Année 1972 n ° 2

« Chaînes » à rompre 



          Nous entendons parler de ces « chaînes de prières » qui se reforment périodiquement et reproduisent la même formule caractéristique, à quelques variantes près. 
    Un jour, vous recevez, d’une écriture inconnue ou visiblement déguisée, le texte d’une soi-disant « prière » où promesse et menace se balancent scrupuleusement. La promesse toujours d’ordre matériel, est subordonnée à l’expédition par vous du même texte à cinq, sept ou neuf personnes de votre connaissance, vis-à-vis desquelles vous garderez l’anonymat. La menace vise le cas où vous ne vous exécuteriez pas, si bien que le tout constitue un véritable chantage à la malédiction.
    « Plains-moi, sinon je te maudis ! » disait déjà Baudelaire à certaine catégorie de lecteurs. Du moins, signait-il sa boutade !
    Le factum dont nous parlons, lui, est anonyme.
    Qui l’a composé ? Qui l’a mis en circulation ? Qui l’a retransmis jusqu'à vous ? Mystère !
    Par contre on n’omet jamais de vous dire que cette merveilleuse prière a une non moins merveilleuse origine : Tantôt elle a été découverte par un missionnaire, tantôt c’est un pèlerin qui l’a trouvée en Palestine, à moins que ce ne soit un croisé. Bref, la contradiction sur les détails concernant son origine supposée montre immédiatement ce qu’elle vaut !

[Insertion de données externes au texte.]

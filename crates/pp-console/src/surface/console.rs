use std::io::{self, Write};
use std::path::Path;
use std::sync::{Mutex, PoisonError};

use pp_core::ports::PresentationSurfacePort;
use pp_core::PresentationEntry;
use tracing::debug;

/// Text rendering of the presentation surface.
///
/// Positions are printed 1-based, matching `launch <n>`.
pub struct ConsoleSurface<W: Write + Send> {
    out: Mutex<W>,
}

impl ConsoleSurface<io::Stdout> {
    pub fn stdout() -> Self {
        Self::new(io::stdout())
    }
}

impl<W: Write + Send> ConsoleSurface<W> {
    pub fn new(out: W) -> Self {
        Self {
            out: Mutex::new(out),
        }
    }

    pub fn into_inner(self) -> W {
        self.out.into_inner().unwrap_or_else(PoisonError::into_inner)
    }

    fn write_lines(&self, lines: &[String]) {
        let mut out = self.out.lock().unwrap_or_else(PoisonError::into_inner);
        let result = lines
            .iter()
            .try_for_each(|line| writeln!(out, "{line}"))
            .and_then(|()| out.flush());
        if let Err(err) = result {
            debug!(error = %err, "console write failed");
        }
    }
}

fn list_lines(entries: &[PresentationEntry], with_previews: bool) -> Vec<String> {
    let mut lines = Vec::with_capacity(entries.len() + 1);
    if entries.is_empty() {
        return lines;
    }
    lines.push("Presentations:".to_string());
    for (index, entry) in entries.iter().enumerate() {
        let name = entry.item.display_name();
        let line = match (&entry.preview, with_previews) {
            (Some(preview), true) => format!("  [{}] {name}  ({})", index + 1, preview.display()),
            (None, true) => format!("  [{}] {name}  (no preview)", index + 1),
            (_, false) => format!("  [{}] {name}", index + 1),
        };
        lines.push(line);
    }
    lines
}

impl<W: Write + Send> PresentationSurfacePort for ConsoleSurface<W> {
    fn show_presentations(&self, entries: &[PresentationEntry]) {
        self.write_lines(&list_lines(entries, false));
    }

    fn show_previews(&self, entries: &[PresentationEntry]) {
        self.write_lines(&list_lines(entries, true));
    }

    fn show_status(&self, message: &str) {
        self.write_lines(&[message.to_string()]);
    }

    fn set_busy(&self, busy: bool) {
        self.write_lines(&[if busy { "[busy]" } else { "[ready]" }.to_string()]);
    }

    fn show_background(&self, image: Option<&Path>) {
        let line = match image {
            Some(path) => format!("Background: {}", path.display()),
            None => "Background: none".to_string(),
        };
        self.write_lines(&[line]);
    }
}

    Celui, ou ceux, qui lancèrent ce venimeux papier prirent pour base de sa diffusion deux mobiles des actions humaines dont le moins qu’on puisse dire est qu’ils sont fort peu religieux : la crainte et l’intérêt. Ajoutons-y la superstition et nous aurons vidé le fond du sac.

    Il faut croire, d’ailleurs, que ce calcul n’était pas si mauvais puisque cette diffusion s’opère toujours si largement qu’il n’est pas rare qu’une personne reçoive le même texte, de différentes écritures, à plusieurs reprises dans le même mois et, parfois, dans la même semaine.
 
  Il est bon de savoir que ce petit jeu n’est pas absolument innocent et que des désordres psychiques, légers ou graves, peuvent en résulter.

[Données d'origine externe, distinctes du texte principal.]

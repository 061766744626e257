pub mod file_repo;

pub use file_repo::FilePreferencesRepository;
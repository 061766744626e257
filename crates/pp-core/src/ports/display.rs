/// Answers whether more than one display is currently attached.
///
/// Queried at launch time, never cached by callers.
pub trait DisplayPort: Send + Sync {
    fn has_multiple_displays(&self) -> bool;
}
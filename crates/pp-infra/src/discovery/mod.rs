mod fs_discovery;

pub use fs_discovery::FsPresentationDiscovery;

    Personnellement, il me souvient d’avoir reçu d’une personne amie, que de pénibles épreuves avaient mise dans un état inaccoutumé de surexcitation mentale, une lettre à laquelle, je ne compris d’abord rien du tout. On m’annonçait qu’on obéirait à ma suggestion, en me demandant pourquoi je proférais des menaces en cas de non exécution.
    Surpris, je rendis visite au scripteur qui, pour toute réponse, me rendit le papier anonyme, d’une écriture vaguement semblable à la mienne et dont l’enveloppe portait, par malheur, le timbre du bureau postal de mon quartier.
    Me disculper fut l’affaire d’un instant. Mais il fallut des semaines pour que l’ébranlement psychique occasionné par cette lettre malencontreuse soit à peu près dissipée.
 
  Je citerai un autre cas curieux. Dans les mêmes circonstances, une personne impressionnable qui ne voulait pas retransmettre la prière impie, mais hésitait à la détruire franchement eut, plusieurs nuits de suite, le rêve suivant : Elle voyait un torrent très violent qui entraînait des pierres et des troncs d’arbres. Tout à coup, elle se voyait avec terreur sous la chute d’eau, accrochée à une grosse roche qui lui semblait devoir être arrachée à son tour. Cet état d’angoisse, qui persistait, à peine atténué, pendant le jour, dura jusqu’au moment où, sur le conseil d’un ami, elle se décida à détruire le papier reçu.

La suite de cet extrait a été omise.